American old-time radio variety program

Blue Monday Jamboree is an old-time radio variety program in the United States. It was broadcast initially (beginning January 24, 1927) on KFRC in San Francisco, California, then was distributed on the West Coast by the Don Lee Network and was later carried nationwide on CBS. Bill Oates wrote, in his biography of Meredith Willson, that the program was "one of the most popular West Coast originated radio shows in the early 1930s."

==Format==
Radio historian John Dunning wrote that the program was "known in the West as 'the daddy of all variety shows.'" Blue Monday Jamboree "contained music, comedy and a dramatic sketch (a detective story)."

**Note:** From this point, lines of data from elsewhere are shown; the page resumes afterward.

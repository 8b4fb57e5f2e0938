//! Randomness for the lucky coefficient.
//!
//! Rolls come from a [`LuckSource`] so that tests can script outcomes.
//! The hit rate decays with every behavior recorded today, and a pity
//! counter guarantees a hit after enough consecutive misses.

use std::collections::VecDeque;

use rand::prelude::*;
use rand_pcg::Mcg128Xsl64;
use serde::{Deserialize, Serialize};

use crate::storage::config::Tunables;

/// A stream of uniform samples in `[0, 1)`.
pub trait LuckSource: Send {
    fn sample(&mut self) -> f64;
}

/// PCG-backed source. Seeded for reproducible runs, entropy otherwise.
#[derive(Debug, Clone)]
pub struct SeededLuck {
    rng: Mcg128Xsl64,
}

impl SeededLuck {
    pub fn new(seed: Option<u64>) -> Self {
        let rng = match seed {
            Some(seed) => Mcg128Xsl64::seed_from_u64(seed),
            None => Mcg128Xsl64::from_entropy(),
        };
        Self { rng }
    }
}

impl LuckSource for SeededLuck {
    fn sample(&mut self) -> f64 {
        self.rng.gen::<f64>()
    }
}

/// Replays a fixed sequence; once exhausted every sample misses.
#[derive(Debug, Clone, Default)]
pub struct ScriptedLuck {
    samples: VecDeque<f64>,
}

impl ScriptedLuck {
    pub fn new(samples: impl IntoIterator<Item = f64>) -> Self {
        Self {
            samples: samples.into_iter().collect(),
        }
    }
}

impl LuckSource for ScriptedLuck {
    fn sample(&mut self) -> f64 {
        self.samples.pop_front().unwrap_or(1.0)
    }
}

/// Outcome of one lucky roll.
#[derive(Debug, Clone, Copy, PartialEq, Serialize, Deserialize)]
pub struct LuckyRoll {
    pub coefficient: f64,
    pub hit: bool,
    pub super_hit: bool,
    /// The roll was forced by the pity counter.
    pub pity: bool,
    pub consecutive_unlucky: u32,
    pub lucky_triggers_today: u32,
}

/// Hit probability after `today_count` behaviors today.
pub fn luck_rate(tunables: &Tunables, today_count: u32) -> f64 {
    tunables.base_luck_rate * tunables.fatigue_factor.powi(today_count.min(i32::MAX as u32) as i32)
}

/// Roll the lucky coefficient and advance the persisted counters.
pub fn roll(
    tunables: &Tunables,
    today_count: u32,
    consecutive_unlucky: u32,
    lucky_triggers_today: u32,
    source: &mut dyn LuckSource,
) -> LuckyRoll {
    let pity = consecutive_unlucky >= tunables.pity_threshold;
    let hit = pity || source.sample() < luck_rate(tunables, today_count);

    if !hit {
        return LuckyRoll {
            coefficient: 1.0,
            hit: false,
            super_hit: false,
            pity: false,
            consecutive_unlucky: consecutive_unlucky.saturating_add(1),
            lucky_triggers_today,
        };
    }

    let super_hit = source.sample() < tunables.super_luck_rate;
    let coefficient = if super_hit {
        tunables.super_lucky_coefficient
    } else {
        tunables.lucky_coefficient
    };
    tracing::debug!(coefficient, pity, "lucky roll hit");
    LuckyRoll {
        coefficient,
        hit,
        super_hit,
        pity,
        consecutive_unlucky: 0,
        lucky_triggers_today: lucky_triggers_today.saturating_add(1),
    }
}

#[cfg(test)]
mod tests {
    use super::*;

    #[test]
    fn rate_decays_with_activity() {
        let t = Tunables::default();
        assert!((luck_rate(&t, 0) - 0.15).abs() < 1e-12);
        assert!((luck_rate(&t, 2) - 0.15 * 0.95 * 0.95).abs() < 1e-12);
    }

    #[test]
    fn miss_increments_pity_counter() {
        let t = Tunables::default();
        let mut luck = ScriptedLuck::new([0.9]);
        let r = roll(&t, 0, 1, 0, &mut luck);
        assert!(!r.hit);
        assert_eq!(r.coefficient, 1.0);
        assert_eq!(r.consecutive_unlucky, 2);
    }

    #[test]
    fn hit_and_super_hit() {
        let t = Tunables::default();
        let normal = roll(&t, 0, 0, 0, &mut ScriptedLuck::new([0.01, 0.5]));
        assert!(normal.hit && !normal.super_hit);
        assert_eq!(normal.coefficient, 1.5);
        assert_eq!(normal.lucky_triggers_today, 1);

        let lucky = roll(&t, 0, 0, 1, &mut ScriptedLuck::new([0.01, 0.01]));
        assert!(lucky.super_hit);
        assert_eq!(lucky.coefficient, 2.0);
        assert_eq!(lucky.lucky_triggers_today, 2);
    }

    #[test]
    fn pity_forces_a_hit() {
        let t = Tunables::default();
        let r = roll(&t, 10, 3, 0, &mut ScriptedLuck::new([0.99, 0.99]));
        assert!(r.hit && r.pity);
        assert_eq!(r.consecutive_unlucky, 0);
    }

    #[test]
    fn seeded_source_is_deterministic() {
        let mut a = SeededLuck::new(Some(42));
        let mut b = SeededLuck::new(Some(42));
        for _ in 0..8 {
            let x = a.sample();
            assert_eq!(x, b.sample());
            assert!((0.0..1.0).contains(&x));
        }
    }
}
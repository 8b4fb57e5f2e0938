//! Database schema migrations for timescore.
//!
//! Migrations are versioned and applied automatically when opening the store.
//! The `schema_version` table tracks the current migration version.

use indoc::indoc;
use rusqlite::{Connection, Result as SqliteResult};

/// Current schema version.
///
/// Increment this when adding new migrations.
pub const SCHEMA_VERSION: i32 = 2;

/// Apply all pending migrations to bring the database to the current schema version.
///
/// # Errors
/// Returns an error if migration fails.
pub fn migrate(conn: &Connection) -> SqliteResult<()> {
    create_schema_version_table(conn)?;

    let current_version = get_schema_version(conn);

    if current_version < 1 {
        migrate_v1(conn)?;
    }
    if current_version < 2 {
        migrate_v2(conn)?;
    }

    Ok(())
}

fn create_schema_version_table(conn: &Connection) -> SqliteResult<()> {
    conn.execute_batch(
        "CREATE TABLE IF NOT EXISTS schema_version (
            version INTEGER PRIMARY KEY
        );",
    )
}

/// Stored schema version, 0 for a fresh database.
fn get_schema_version(conn: &Connection) -> i32 {
    conn.query_row("SELECT version FROM schema_version", [], |row| {
        row.get::<_, i32>(0)
    })
    .unwrap_or_else(|e| {
        if !matches!(e, rusqlite::Error::QueryReturnedNoRows) {
            tracing::warn!(error = %e, "failed to read schema_version");
        }
        0
    })
}

fn set_schema_version(conn: &Connection, version: i32) -> SqliteResult<()> {
    conn.execute("DELETE FROM schema_version", [])?;
    conn.execute("INSERT INTO schema_version (version) VALUES (?1)", [version])?;
    Ok(())
}

/// Migration v1: catalog, append-only records, singleton state, history,
/// configuration overrides.
fn migrate_v1(conn: &Connection) -> SqliteResult<()> {
    let tx = conn.unchecked_transaction()?;

    tx.execute_batch(indoc! {"
        CREATE TABLE IF NOT EXISTS behavior_definitions (
            id                     INTEGER PRIMARY KEY AUTOINCREMENT,
            name                   TEXT NOT NULL UNIQUE,
            level                  TEXT NOT NULL,
            category               TEXT NOT NULL DEFAULT 'uncategorized',
            base_score_per_minute  REAL NOT NULL,
            energy_cost_per_minute REAL NOT NULL,
            created_at             TEXT NOT NULL
        );

        CREATE TABLE IF NOT EXISTS behavior_records (
            id                  INTEGER PRIMARY KEY AUTOINCREMENT,
            name                TEXT NOT NULL,
            level               TEXT NOT NULL,
            duration_minutes    INTEGER NOT NULL CHECK (duration_minutes > 0),
            mood                INTEGER NOT NULL CHECK (mood BETWEEN 1 AND 5),
            context             TEXT,
            started_at          TEXT NOT NULL,
            ended_at            TEXT NOT NULL,
            day                 TEXT NOT NULL,
            base_score          REAL NOT NULL,
            dynamic_coefficient REAL NOT NULL,
            final_score         REAL NOT NULL,
            energy_delta        REAL NOT NULL,
            inferred_sublevel   TEXT,
            fingerprint         TEXT
        );

        CREATE INDEX IF NOT EXISTS idx_records_started_at ON behavior_records(started_at);
        CREATE INDEX IF NOT EXISTS idx_records_level ON behavior_records(level);
        CREATE INDEX IF NOT EXISTS idx_records_day_name ON behavior_records(day, name);

        CREATE TRIGGER IF NOT EXISTS behavior_records_no_update
        BEFORE UPDATE ON behavior_records
        BEGIN
            SELECT RAISE(ABORT, 'behavior records are append-only');
        END;

        CREATE TRIGGER IF NOT EXISTS behavior_records_no_delete
        BEFORE DELETE ON behavior_records
        BEGIN
            SELECT RAISE(ABORT, 'behavior records are append-only');
        END;

        CREATE TABLE IF NOT EXISTS user_state (
            id                   INTEGER PRIMARY KEY CHECK (id = 1),
            current_energy       REAL NOT NULL CHECK (current_energy >= 0),
            combo_count          INTEGER NOT NULL DEFAULT 0,
            today_total_score    REAL NOT NULL DEFAULT 0,
            today_behavior_count INTEGER NOT NULL DEFAULT 0,
            today_energy_cost    REAL NOT NULL DEFAULT 0,
            last_record_at       TEXT,
            last_active_date     TEXT,
            consecutive_unlucky  INTEGER NOT NULL DEFAULT 0,
            lucky_triggers_today INTEGER NOT NULL DEFAULT 0,
            efficient_periods    TEXT NOT NULL DEFAULT '[]'
        );

        CREATE TABLE IF NOT EXISTS daily_history (
            date              TEXT PRIMARY KEY,
            total_score       REAL NOT NULL,
            total_energy_cost REAL NOT NULL
        );

        CREATE TABLE IF NOT EXISTS config_overrides (
            key   TEXT PRIMARY KEY,
            value TEXT NOT NULL
        );
    "})?;

    set_schema_version(&tx, 1)?;
    tx.commit()?;
    Ok(())
}

/// Migration v2: wish exchange and achievement events.
fn migrate_v2(conn: &Connection) -> SqliteResult<()> {
    let tx = conn.unchecked_transaction()?;

    tx.execute_batch(indoc! {"
        CREATE TABLE IF NOT EXISTS wishes (
            id          INTEGER PRIMARY KEY AUTOINCREMENT,
            name        TEXT NOT NULL,
            cost        INTEGER NOT NULL CHECK (cost > 0),
            status      TEXT NOT NULL DEFAULT 'pending',
            created_at  TEXT NOT NULL,
            redeemed_at TEXT
        );

        CREATE INDEX IF NOT EXISTS idx_wishes_status ON wishes(status);

        CREATE TABLE IF NOT EXISTS achievements (
            kind              TEXT PRIMARY KEY,
            first_unlocked_at TEXT NOT NULL,
            last_unlocked_at  TEXT NOT NULL,
            count             INTEGER NOT NULL DEFAULT 1
        );
    "})?;

    set_schema_version(&tx, 2)?;
    tx.commit()?;
    Ok(())
}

A contemporary newspaper article (August 27, 1928, in the Oakland Tribune) described a typical broadcast as follows:Light entertainment will be the order of the evening on the bay city stations with frolics in evidence at many of the stations. Chief among these in point of seniority and general quality is the KFRC Blue Monday Jamboree which is attended by most of the entertainers appearing on the station throughout the week. These artists gather in an informal sort of meeting bandying jests and songs from 8 to 10 p.m.

==Personnel==
The initial version of Blue Monday Jamboree in 1927 was hosted by Harry McClintock—who also provided music via "Mac's Haywire Orchestry"—and featured soprano Juliette Dunne, as well as baritone Harvey Austin and the KFRC Hawaiians. Meredith Willson made his radio debut on the program in 1928. Another notable latecomer was Al Pearce; later still, he starred in the show's KRFC spinoff, Happy Go Lucky Hour, which eventually moved to NBC, as Al Pearce and His Gang. Other members of the troupe included Bea Benaderet, Elvia Allman (who also ended up on the Pierce-hosted, NBC-destined spin-off), blues singers Jane Green and Midge Williams, pianist Edna Fischer, baritone Ronald Graham, and harmonicist Johnny O'Brien. I Love Lucy creator Jess Oppenheimer earned his first-ever professional paycheck in 1934 for a comedy routine he wrote and performed on Blue Monday Jamboree. Oppenheimer writes extensively about the program in his memoir, Laughs, Luck...and Lucy, including his memorable recreation of KFRC General Manager Harrison Holliway's all too impactful on-air interview with a railroad engineer.